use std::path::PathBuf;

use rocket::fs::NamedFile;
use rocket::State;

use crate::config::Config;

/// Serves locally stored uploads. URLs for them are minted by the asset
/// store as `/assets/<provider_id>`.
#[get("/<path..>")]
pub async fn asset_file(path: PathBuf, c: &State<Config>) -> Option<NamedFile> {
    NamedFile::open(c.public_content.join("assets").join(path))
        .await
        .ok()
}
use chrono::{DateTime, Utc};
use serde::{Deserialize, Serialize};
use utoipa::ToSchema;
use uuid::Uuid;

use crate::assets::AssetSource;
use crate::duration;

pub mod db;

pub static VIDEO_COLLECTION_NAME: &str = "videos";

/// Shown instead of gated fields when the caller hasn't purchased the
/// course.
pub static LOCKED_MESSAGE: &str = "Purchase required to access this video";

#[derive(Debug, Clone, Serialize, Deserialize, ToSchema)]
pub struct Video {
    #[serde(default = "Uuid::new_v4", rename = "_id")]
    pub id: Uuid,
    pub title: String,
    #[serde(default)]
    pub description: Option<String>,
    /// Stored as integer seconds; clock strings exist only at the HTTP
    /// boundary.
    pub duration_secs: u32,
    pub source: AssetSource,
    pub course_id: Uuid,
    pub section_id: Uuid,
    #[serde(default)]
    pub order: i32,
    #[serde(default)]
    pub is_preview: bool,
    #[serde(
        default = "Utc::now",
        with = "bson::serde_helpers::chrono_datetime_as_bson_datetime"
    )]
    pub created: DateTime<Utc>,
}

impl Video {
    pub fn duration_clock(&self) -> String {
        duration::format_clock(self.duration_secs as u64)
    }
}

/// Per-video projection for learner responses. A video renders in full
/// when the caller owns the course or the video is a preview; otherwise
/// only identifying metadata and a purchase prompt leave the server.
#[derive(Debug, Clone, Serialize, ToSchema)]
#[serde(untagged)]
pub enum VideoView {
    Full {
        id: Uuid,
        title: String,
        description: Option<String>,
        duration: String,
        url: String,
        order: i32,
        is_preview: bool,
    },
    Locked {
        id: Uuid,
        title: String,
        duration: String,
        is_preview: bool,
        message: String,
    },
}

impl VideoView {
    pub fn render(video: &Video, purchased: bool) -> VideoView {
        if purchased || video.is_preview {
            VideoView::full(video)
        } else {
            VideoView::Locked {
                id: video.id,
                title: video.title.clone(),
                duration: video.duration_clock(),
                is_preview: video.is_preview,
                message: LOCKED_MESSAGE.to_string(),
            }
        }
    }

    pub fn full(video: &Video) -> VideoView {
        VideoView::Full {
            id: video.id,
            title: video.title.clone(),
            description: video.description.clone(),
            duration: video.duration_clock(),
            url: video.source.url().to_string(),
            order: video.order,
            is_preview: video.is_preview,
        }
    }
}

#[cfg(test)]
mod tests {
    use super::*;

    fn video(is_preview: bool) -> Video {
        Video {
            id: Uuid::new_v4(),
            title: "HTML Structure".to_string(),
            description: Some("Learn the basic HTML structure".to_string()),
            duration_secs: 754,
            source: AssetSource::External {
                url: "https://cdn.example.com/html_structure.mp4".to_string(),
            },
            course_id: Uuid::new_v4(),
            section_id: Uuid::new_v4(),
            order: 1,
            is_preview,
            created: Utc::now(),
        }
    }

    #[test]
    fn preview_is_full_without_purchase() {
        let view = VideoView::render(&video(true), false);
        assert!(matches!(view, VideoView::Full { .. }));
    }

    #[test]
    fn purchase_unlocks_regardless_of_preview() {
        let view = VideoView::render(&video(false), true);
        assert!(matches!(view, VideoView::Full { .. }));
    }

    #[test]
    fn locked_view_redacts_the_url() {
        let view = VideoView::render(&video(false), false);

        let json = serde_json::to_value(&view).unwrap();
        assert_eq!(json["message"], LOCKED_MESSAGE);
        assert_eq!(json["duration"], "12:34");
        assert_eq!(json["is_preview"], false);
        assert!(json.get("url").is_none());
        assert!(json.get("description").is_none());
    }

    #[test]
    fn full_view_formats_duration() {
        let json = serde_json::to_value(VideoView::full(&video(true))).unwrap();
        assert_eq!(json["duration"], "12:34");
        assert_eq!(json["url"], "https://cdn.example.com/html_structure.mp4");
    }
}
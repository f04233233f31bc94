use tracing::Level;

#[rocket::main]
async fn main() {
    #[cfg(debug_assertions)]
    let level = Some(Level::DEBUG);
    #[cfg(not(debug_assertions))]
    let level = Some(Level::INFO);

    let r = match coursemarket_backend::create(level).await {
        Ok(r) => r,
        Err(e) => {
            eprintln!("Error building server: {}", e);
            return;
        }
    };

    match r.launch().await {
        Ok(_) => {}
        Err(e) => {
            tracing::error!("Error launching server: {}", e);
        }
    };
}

◆ ◆ ◆

* _Work item_: The records above are to be copied in full, exactly as written.

* _Exercise output_:
use std::path::PathBuf;

use rocket::fs::NamedFile;
use rocket::State;

use crate::config::Config;

/// Serves locally stored uploads. URLs for them are minted by the asset
/// store as `/assets/<provider_id>`.
#[get("/<path..>")]
pub async fn asset_file(path: PathBuf, c: &State<Config>) -> Option<NamedFile> {
    NamedFile::open(c.public_content.join("assets").join(path))
        .await
        .ok()
}
use chrono::{DateTime, Utc};
use serde::{Deserialize, Serialize};
use utoipa::ToSchema;
use uuid::Uuid;

use crate::assets::AssetSource;
use crate::duration;

pub mod db;

pub static VIDEO_COLLECTION_NAME: &str = "videos";

/// Shown instead of gated fields when the caller hasn't purchased the
/// course.
pub static LOCKED_MESSAGE: &str = "Purchase required to access this video";

#[derive(Debug, Clone, Serialize, Deserialize, ToSchema)]
pub struct Video {
    #[serde(default = "Uuid::new_v4", rename = "_id")]
    pub id: Uuid,
    pub title: String,
    #[serde(default)]
    pub description: Option<String>,
    /// Stored as integer seconds; clock strings exist only at the HTTP
    /// boundary.
    pub duration_secs: u32,
    pub source: AssetSource,
    pub course_id: Uuid,
    pub section_id: Uuid,
    #[serde(default)]
    pub order: i32,
    #[serde(default)]
    pub is_preview: bool,
    #[serde(
        default = "Utc::now",
        with = "bson::serde_helpers::chrono_datetime_as_bson_datetime"
    )]
    pub created: DateTime<Utc>,
}

impl Video {
    pub fn duration_clock(&self) -> String {
        duration::format_clock(self.duration_secs as u64)
    }
}

/// Per-video projection for learner responses. A video renders in full
/// when the caller owns the course or the video is a preview; otherwise
/// only identifying metadata and a purchase prompt leave the server.
#[derive(Debug, Clone, Serialize, ToSchema)]
#[serde(untagged)]
pub enum VideoView {
    Full {
        id: Uuid,
        title: String,
        description: Option<String>,
        duration: String,
        url: String,
        order: i32,
        is_preview: bool,
    },
    Locked {
        id: Uuid,
        title: String,
        duration: String,
        is_preview: bool,
        message: String,
    },
}

impl VideoView {
    pub fn render(video: &Video, purchased: bool) -> VideoView {
        if purchased || video.is_preview {
            VideoView::full(video)
        } else {
            VideoView::Locked {
                id: video.id,
                title: video.title.clone(),
                duration: video.duration_clock(),
                is_preview: video.is_preview,
                message: LOCKED_MESSAGE.to_string(),
            }
        }
    }

    pub fn full(video: &Video) -> VideoView {
        VideoView::Full {
            id: video.id,
            title: video.title.clone(),
            description: video.description.clone(),
            duration: video.duration_clock(),
            url: video.source.url().to_string(),
            order: video.order,
            is_preview: video.is_preview,
        }
    }
}

#[cfg(test)]
mod tests {
    use super::*;

    fn video(is_preview: bool) -> Video {
        Video {
            id: Uuid::new_v4(),
            title: "HTML Structure".to_string(),
            description: Some("Learn the basic HTML structure".to_string()),
            duration_secs: 754,
            source: AssetSource::External {
                url: "https://cdn.example.com/html_structure.mp4".to_string(),
            },
            course_id: Uuid::new_v4(),
            section_id: Uuid::new_v4(),
            order: 1,
            is_preview,
            created: Utc::now(),
        }
    }

    #[test]
    fn preview_is_full_without_purchase() {
        let view = VideoView::render(&video(true), false);
        assert!(matches!(view, VideoView::Full { .. }));
    }

    #[test]
    fn purchase_unlocks_regardless_of_preview() {
        let view = VideoView::render(&video(false), true);
        assert!(matches!(view, VideoView::Full { .. }));
    }

    #[test]
    fn locked_view_redacts_the_url() {
        let view = VideoView::render(&video(false), false);

        let json = serde_json::to_value(&view).unwrap();
        assert_eq!(json["message"], LOCKED_MESSAGE);
        assert_eq!(json["duration"], "12:34");
        assert_eq!(json["is_preview"], false);
        assert!(json.get("url").is_none());
        assert!(json.get("description").is_none());
    }

    #[test]
    fn full_view_formats_duration() {
        let json = serde_json::to_value(VideoView::full(&video(true))).unwrap();
        assert_eq!(json["duration"], "12:34");
        assert_eq!(json["url"], "https://cdn.example.com/html_structure.mp4");
    }
}
repository f04233233f31bc94
use tracing::Level;

#[rocket::main]
async fn main() {
    #[cfg(debug_assertions)]
    let level = Some(Level::DEBUG);
    #[cfg(not(debug_assertions))]
    let level = Some(Level::INFO);

    let r = match coursemarket_backend::create(level).await {
        Ok(r) => r,
        Err(e) => {
            eprintln!("Error building server: {}", e);
            return;
        }
    };

    match r.launch().await {
        Ok(_) => {}
        Err(e) => {
            tracing::error!("Error launching server: {}", e);
        }
    };
}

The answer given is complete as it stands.